Prions

Prion diseases, also known as transmissible spongiform encephalopathies (TSEs), are a group of rare and fatal neurological diseases [1]. Animal prion diseases include bovine spongiform encephalopathy (BSE) in cattle, chronic wasting disease (CWD) in cervids, feline spongiform encephalopathy (FSE) in cats, exotic ungulate encephalopathy (EUE) in zoo animals (e.g., kudu, nyala, gemsbok, eland, and oryx), scrapie in goats and sheep, as well as transmissible mink encephalopathy (TME) in mink (Table 14.1). The prion agent of each prion disease is named after the disease itself (e.g., CWD agent in CWD, scrapie agent in scrapie). BSE, CWD, FSE, TME, and EUE are all thought to occur after the consumption of prion-infected materials such as meat and bone meal (MBM). Among these prion diseases, BSE is a foodborne disease that affects humans. Except for BSE, no other animal prion agents have been reported to transmit to humans.

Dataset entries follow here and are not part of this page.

//! Action candidates, plans, and the decisions that produce them.
//!
//! A backend proposes an `ActionCandidate`; the decision stage accepts it or
//! turns the cycle into a no-op; the scheduler turns an accepted candidate
//! into an `ActionPlan` with a dispatch time.

use chrono::{DateTime, Utc};
use serde::{Deserialize, Deserializer, Serialize};
use std::time::Duration;
use uuid::Uuid;

use crate::session::{SessionId, clamp_unit};

/// A proposed action. Confidence is always within `[0, 1]`.
#[derive(Debug, Clone, PartialEq, Serialize, Deserialize)]
pub struct ActionCandidate {
    /// What to do (e.g. "reel", "cast", "wait")
    pub kind: String,

    /// Kind-specific parameters
    #[serde(default, skip_serializing_if = "serde_json::Map::is_empty")]
    pub parameters: serde_json::Map<String, serde_json::Value>,

    #[serde(deserialize_with = "deserialize_confidence")]
    confidence: f64,

    /// Which backend produced this candidate
    pub source_backend_id: String,

    /// Position of the source backend in the fallback chain (0 = first)
    #[serde(default)]
    pub source_rank: usize,

    pub produced_at: DateTime<Utc>,
}

fn deserialize_confidence<'de, D>(deserializer: D) -> std::result::Result<f64, D::Error>
where
    D: Deserializer<'de>,
{
    f64::deserialize(deserializer).map(clamp_unit)
}

impl ActionCandidate {
    pub fn new(kind: impl Into<String>, confidence: f64, source_backend_id: impl Into<String>) -> Self {
        Self {
            kind: kind.into(),
            parameters: serde_json::Map::new(),
            confidence: clamp_unit(confidence),
            source_backend_id: source_backend_id.into(),
            source_rank: 0,
            produced_at: Utc::now(),
        }
    }

    pub fn with_parameter(mut self, key: impl Into<String>, value: serde_json::Value) -> Self {
        self.parameters.insert(key.into(), value);
        self
    }

    pub fn confidence(&self) -> f64 {
        self.confidence
    }

    pub fn set_confidence(&mut self, confidence: f64) {
        self.confidence = clamp_unit(confidence);
    }
}

/// Why a cycle produced no action.
#[derive(Debug, Clone, PartialEq, Serialize, Deserialize)]
#[serde(tag = "reason", rename_all = "snake_case")]
pub enum NoOpReason {
    /// Best candidate fell below the acceptance threshold.
    LowConfidence { confidence: f64, threshold: f64 },
    /// The candidate's kind is disallowed for this session.
    DisallowedKind { kind: String },
    /// Every backend failed or is circuit-open.
    NoBackendAvailable,
    /// Dispatch would land too long after the observation.
    LatencyBudgetExceeded { latency_ms: u64, budget_ms: u64 },
}

impl NoOpReason {
    /// Short label used for counters and summaries.
    pub fn label(&self) -> &'static str {
        match self {
            NoOpReason::LowConfidence { .. } => "low_confidence",
            NoOpReason::DisallowedKind { .. } => "disallowed_kind",
            NoOpReason::NoBackendAvailable => "no_backend",
            NoOpReason::LatencyBudgetExceeded { .. } => "latency_budget",
        }
    }
}

impl std::fmt::Display for NoOpReason {
    fn fmt(&self, f: &mut std::fmt::Formatter<'_>) -> std::fmt::Result {
        match self {
            NoOpReason::LowConfidence {
                confidence,
                threshold,
            } => write!(f, "confidence {confidence:.2} below threshold {threshold:.2}"),
            NoOpReason::DisallowedKind { kind } => write!(f, "action kind '{kind}' is disallowed"),
            NoOpReason::NoBackendAvailable => write!(f, "no backend available"),
            NoOpReason::LatencyBudgetExceeded {
                latency_ms,
                budget_ms,
            } => write!(f, "latency {latency_ms}ms exceeds budget {budget_ms}ms"),
        }
    }
}

/// The result of the decision stage for one observation.
#[derive(Debug, Clone, PartialEq)]
pub enum Decision {
    Act(ActionCandidate),
    NoOp(NoOpReason),
}

/// An accepted candidate with a dispatch slot.
#[derive(Debug, Clone, PartialEq, Serialize, Deserialize)]
pub struct ActionPlan {
    pub plan_id: String,
    pub session_id: SessionId,
    pub candidate: ActionCandidate,

    /// Wall-clock dispatch time
    pub scheduled_at: DateTime<Utc>,

    /// Total delay before dispatch, including any break extension
    pub delay_ms: u64,

    /// Signed offset of the sampled delay from the base delay
    pub jitter_applied_ms: i64,

    /// Whether a fatigue break extension was added
    pub break_applied: bool,
}

impl ActionPlan {
    pub fn new(
        session_id: SessionId,
        candidate: ActionCandidate,
        delay: Duration,
        jitter_applied_ms: i64,
        break_applied: bool,
    ) -> Self {
        let delay_ms = u64::try_from(delay.as_millis()).unwrap_or(u64::MAX);
        let offset = chrono::Duration::milliseconds(i64::try_from(delay_ms).unwrap_or(i64::MAX));
        Self {
            plan_id: Uuid::new_v4().to_string(),
            session_id,
            candidate,
            scheduled_at: Utc::now() + offset,
            delay_ms,
            jitter_applied_ms,
            break_applied,
        }
    }

    pub fn delay(&self) -> Duration {
        Duration::from_millis(self.delay_ms)
    }
}

/// The result of the scheduling stage.
#[derive(Debug, Clone, PartialEq)]
pub enum Schedule {
    Plan(ActionPlan),
    NoOp(NoOpReason),
}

Indeed, studies using transgenic mice expressing human prion protein (PrP) show that CWD prion does not transmit to humans [2–4]. Thus, the risk of CWD transmission to humans can be dismissed. However, scrapie agent has been shown to transmit via cerebral inoculation to macaque monkeys after a prolonged incubation time [5], and to transgenic mice expressing human PrP [6]. In view of these findings, further studies are clearly necessary to establish what kinds of animal prion agents can be transmitted to humans.